■ What you have to do ■
Among the entries below, copy every line that carries the word "Attribute".

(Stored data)
========================

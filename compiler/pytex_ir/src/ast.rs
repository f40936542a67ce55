//! Syntax tree for the pytex language.
//!
//! A plain owned tree: statements and expressions carry their spans, function
//! and lambda definitions sit behind `Rc` so that function values can share
//! them with the tree they were defined in.

use std::rc::Rc;

use pytex_stack::ensure_sufficient_stack;

use crate::Span;

/// A parsed block of source: the unit the evaluator executes.
#[derive(Clone, Debug, PartialEq, Default)]
pub struct Module {
    pub body: Vec<Stmt>,
}

#[derive(Clone, Debug, PartialEq)]
pub struct Stmt {
    pub kind: StmtKind,
    pub span: Span,
}

impl Stmt {
    pub fn new(kind: StmtKind, span: Span) -> Self {
        Stmt { kind, span }
    }
}

#[derive(Clone, Debug, PartialEq)]
pub enum StmtKind {
    Expr(Expr),
    /// `a = b = value`; targets are assigned left to right.
    Assign {
        targets: Vec<Target>,
        value: Expr,
    },
    AugAssign {
        target: Target,
        op: BinaryOp,
        value: Expr,
    },
    Pass,
    Break,
    Continue,
    Return(Option<Expr>),
    Raise(Option<Expr>),
    Global(Vec<String>),
    Assert {
        test: Expr,
        msg: Option<Expr>,
    },
    Import(Vec<ImportName>),
    ImportFrom {
        module: String,
        names: ImportNames,
    },
    If {
        test: Expr,
        body: Vec<Stmt>,
        orelse: Vec<Stmt>,
    },
    While {
        test: Expr,
        body: Vec<Stmt>,
        orelse: Vec<Stmt>,
    },
    For {
        target: Target,
        iter: Expr,
        body: Vec<Stmt>,
        orelse: Vec<Stmt>,
    },
    FunctionDef(Rc<FunctionDef>),
    Try {
        body: Vec<Stmt>,
        handlers: Vec<ExceptHandler>,
        orelse: Vec<Stmt>,
        finalbody: Vec<Stmt>,
    },
}

/// `import a.b as c`: `path` is the dotted module name.
#[derive(Clone, Debug, PartialEq, Eq)]
pub struct ImportName {
    pub path: String,
    pub alias: Option<String>,
    pub span: Span,
}

impl ImportName {
    /// Name bound by a plain `import`: the alias, or the first path component.
    pub fn bound_name(&self) -> &str {
        match &self.alias {
            Some(alias) => alias,
            None => self.path.split('.').next().unwrap_or(&self.path),
        }
    }
}

#[derive(Clone, Debug, PartialEq, Eq)]
pub enum ImportNames {
    Star,
    List(Vec<ImportName>),
}

#[derive(Clone, Debug, PartialEq)]
pub struct ExceptHandler {
    /// Exception type filter; `None` for a bare `except:`.
    pub kind: Option<Expr>,
    pub name: Option<String>,
    pub body: Vec<Stmt>,
    pub span: Span,
}

#[derive(Clone, Debug, PartialEq)]
pub struct Param {
    pub name: String,
    pub default: Option<Expr>,
    pub span: Span,
}

/// A `def` statement.
///
/// `locals` is every name the body binds that is not declared `global`;
/// those names never resolve past the function's own frame.
#[derive(Clone, Debug, PartialEq)]
pub struct FunctionDef {
    pub name: String,
    pub params: Vec<Param>,
    pub body: Vec<Stmt>,
    pub span: Span,
    locals: Vec<String>,
    globals: Vec<String>,
}

impl FunctionDef {
    pub fn new(name: String, params: Vec<Param>, body: Vec<Stmt>, span: Span) -> Self {
        let mut bindings = Bindings::default();
        for param in &params {
            bindings.bound.push(param.name.clone());
        }
        bindings.block(&body);
        let Bindings { mut bound, mut globals } = bindings;
        globals.sort_unstable();
        globals.dedup();
        bound.retain(|name| globals.binary_search(name).is_err());
        bound.sort_unstable();
        bound.dedup();
        FunctionDef {
            name,
            params,
            body,
            span,
            locals: bound,
            globals,
        }
    }

    /// Whether `name` is local to this function.
    pub fn is_local(&self, name: &str) -> bool {
        self.locals
            .binary_search_by(|probe| probe.as_str().cmp(name))
            .is_ok()
    }

    /// Whether `name` is declared `global` in this function.
    pub fn is_global(&self, name: &str) -> bool {
        self.globals
            .binary_search_by(|probe| probe.as_str().cmp(name))
            .is_ok()
    }

    pub fn locals(&self) -> &[String] {
        &self.locals
    }
}

#[derive(Clone, Debug, PartialEq)]
pub struct LambdaDef {
    pub params: Vec<Param>,
    pub body: Expr,
    pub span: Span,
}

impl LambdaDef {
    pub fn is_local(&self, name: &str) -> bool {
        self.params.iter().any(|param| param.name == name)
    }
}

/// Assignment target.
#[derive(Clone, Debug, PartialEq)]
pub enum Target {
    Name(String, Span),
    Tuple(Vec<Target>, Span),
    Subscript {
        object: Box<Expr>,
        index: Box<Expr>,
        span: Span,
    },
    Attribute {
        object: Box<Expr>,
        name: String,
        span: Span,
    },
}

impl Target {
    pub fn span(&self) -> Span {
        match self {
            Target::Name(_, span) | Target::Tuple(_, span) => *span,
            Target::Subscript { span, .. } | Target::Attribute { span, .. } => *span,
        }
    }

    /// Visit every plain name this target binds.
    pub fn for_each_name(&self, f: &mut impl FnMut(&str)) {
        match self {
            Target::Name(name, _) => f(name),
            Target::Tuple(items, _) => {
                for item in items {
                    item.for_each_name(f);
                }
            }
            Target::Subscript { .. } | Target::Attribute { .. } => {}
        }
    }
}

#[derive(Clone, Debug, PartialEq)]
pub struct Expr {
    pub kind: ExprKind,
    pub span: Span,
}

impl Expr {
    pub fn new(kind: ExprKind, span: Span) -> Self {
        Expr { kind, span }
    }

    /// Take the node's kind, leaving `None` behind.
    pub fn into_kind(mut self) -> ExprKind {
        std::mem::replace(&mut self.kind, ExprKind::None)
    }
}

/// Children are dropped on a grown stack; left-deep chains such as
/// `a.b.c...` or `1 + 1 + ...` are not bounded by the parser's nesting limit.
impl Drop for Expr {
    fn drop(&mut self) {
        match self.kind {
            ExprKind::Name(_)
            | ExprKind::None
            | ExprKind::Bool(_)
            | ExprKind::Int(_)
            | ExprKind::Float(_)
            | ExprKind::Str(_) => {}
            _ => {
                let kind = std::mem::replace(&mut self.kind, ExprKind::None);
                ensure_sufficient_stack(move || drop(kind));
            }
        }
    }
}

#[derive(Clone, Debug, PartialEq)]
pub enum ExprKind {
    Name(String),
    None,
    Bool(bool),
    Int(i64),
    Float(f64),
    Str(Rc<str>),
    FString(Vec<FStringPart>),
    Tuple(Vec<Expr>),
    List(Vec<Expr>),
    Dict(Vec<(Expr, Expr)>),
    Unary {
        op: UnaryOp,
        operand: Box<Expr>,
    },
    Binary {
        op: BinaryOp,
        left: Box<Expr>,
        right: Box<Expr>,
    },
    /// Short-circuit `and`/`or`.
    Logical {
        op: BoolOp,
        left: Box<Expr>,
        right: Box<Expr>,
    },
    /// Chained comparison `a < b <= c`.
    Compare {
        left: Box<Expr>,
        rest: Vec<(CmpOp, Expr)>,
    },
    /// `body if test else orelse`
    IfExp {
        test: Box<Expr>,
        body: Box<Expr>,
        orelse: Box<Expr>,
    },
    Lambda(Rc<LambdaDef>),
    Call {
        func: Box<Expr>,
        args: Vec<Argument>,
    },
    Attribute {
        object: Box<Expr>,
        name: String,
    },
    Subscript {
        object: Box<Expr>,
        index: Box<Expr>,
    },
    /// `lower:upper:step`; only valid as a subscript index.
    Slice {
        lower: Option<Box<Expr>>,
        upper: Option<Box<Expr>>,
        step: Option<Box<Expr>>,
    },
    Comprehension(Box<Comprehension>),
}

/// Piece of an f-string.
#[derive(Clone, Debug, PartialEq)]
pub enum FStringPart {
    Literal(String),
    Field {
        expr: Expr,
        /// `r` or `s` from `!r` / `!s`.
        conversion: Option<char>,
        /// Format spec; may itself contain nested fields.
        spec: Vec<FStringPart>,
    },
}

/// Call argument; `name` is set for keyword arguments.
#[derive(Clone, Debug, PartialEq)]
pub struct Argument {
    pub name: Option<String>,
    pub value: Expr,
    pub span: Span,
}

#[derive(Copy, Clone, Debug, PartialEq, Eq, Hash)]
pub enum ComprehensionKind {
    /// `[x for x in xs]`
    List,
    /// `(x for x in xs)`, collected eagerly.
    Generator,
}

#[derive(Clone, Debug, PartialEq)]
pub struct Comprehension {
    pub kind: ComprehensionKind,
    pub element: Expr,
    /// Always starts with a `For` clause.
    pub clauses: Vec<ComprehensionClause>,
}

#[derive(Clone, Debug, PartialEq)]
pub enum ComprehensionClause {
    For { target: Target, iter: Expr },
    If(Expr),
}

#[derive(Copy, Clone, Debug, PartialEq, Eq, Hash)]
pub enum UnaryOp {
    Neg,
    Pos,
    Not,
}

#[derive(Copy, Clone, Debug, PartialEq, Eq, Hash)]
pub enum BinaryOp {
    Add,
    Sub,
    Mul,
    Div,
    FloorDiv,
    Mod,
    Pow,
}

impl BinaryOp {
    /// Returns the source-level symbol for this operator.
    pub const fn as_symbol(self) -> &'static str {
        match self {
            Self::Add => "+",
            Self::Sub => "-",
            Self::Mul => "*",
            Self::Div => "/",
            Self::FloorDiv => "//",
            Self::Mod => "%",
            Self::Pow => "**",
        }
    }
}

#[derive(Copy, Clone, Debug, PartialEq, Eq, Hash)]
pub enum BoolOp {
    And,
    Or,
}

#[derive(Copy, Clone, Debug, PartialEq, Eq, Hash)]
pub enum CmpOp {
    Eq,
    NotEq,
    Lt,
    LtEq,
    Gt,
    GtEq,
    In,
    NotIn,
    Is,
    IsNot,
}

impl CmpOp {
    pub const fn as_symbol(self) -> &'static str {
        match self {
            Self::Eq => "==",
            Self::NotEq => "!=",
            Self::Lt => "<",
            Self::LtEq => "<=",
            Self::Gt => ">",
            Self::GtEq => ">=",
            Self::In => "in",
            Self::NotIn => "not in",
            Self::Is => "is",
            Self::IsNot => "is not",
        }
    }
}

/// Names bound and declared global by a function body.
///
/// Nested `def` bodies, lambdas and comprehensions have their own scopes and
/// are not entered; a nested `def` binds only its own name.
#[derive(Default)]
struct Bindings {
    bound: Vec<String>,
    globals: Vec<String>,
}

impl Bindings {
    fn block(&mut self, body: &[Stmt]) {
        for stmt in body {
            self.stmt(stmt);
        }
    }

    fn target(&mut self, target: &Target) {
        target.for_each_name(&mut |name| self.bound.push(name.to_owned()));
    }

    fn stmt(&mut self, stmt: &Stmt) {
        match &stmt.kind {
            StmtKind::Assign { targets, .. } => {
                for target in targets {
                    self.target(target);
                }
            }
            StmtKind::AugAssign { target, .. } => self.target(target),
            StmtKind::Global(names) => self.globals.extend(names.iter().cloned()),
            StmtKind::Import(names) => {
                for name in names {
                    self.bound.push(name.bound_name().to_owned());
                }
            }
            StmtKind::ImportFrom {
                names: ImportNames::List(names),
                ..
            } => {
                for name in names {
                    self.bound
                        .push(name.alias.clone().unwrap_or_else(|| name.path.clone()));
                }
            }
            StmtKind::If { body, orelse, .. } | StmtKind::While { body, orelse, .. } => {
                self.block(body);
                self.block(orelse);
            }
            StmtKind::For {
                target,
                body,
                orelse,
                ..
            } => {
                self.target(target);
                self.block(body);
                self.block(orelse);
            }
            StmtKind::FunctionDef(def) => self.bound.push(def.name.clone()),
            StmtKind::Try {
                body,
                handlers,
                orelse,
                finalbody,
            } => {
                self.block(body);
                for handler in handlers {
                    if let Some(name) = &handler.name {
                        self.bound.push(name.clone());
                    }
                    self.block(&handler.body);
                }
                self.block(orelse);
                self.block(finalbody);
            }
            StmtKind::Expr(_)
            | StmtKind::ImportFrom {
                names: ImportNames::Star,
                ..
            }
            | StmtKind::Pass
            | StmtKind::Break
            | StmtKind::Continue
            | StmtKind::Return(_)
            | StmtKind::Raise(_)
            | StmtKind::Assert { .. } => {}
        }
    }
}

#[cfg(test)]
mod tests;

========================

■ Answer below ■
    Attribute {
            Target::Subscript { span, .. } | Target::Attribute { span, .. } => *span,
            Target::Subscript { .. } | Target::Attribute { .. } => {}
    Attribute {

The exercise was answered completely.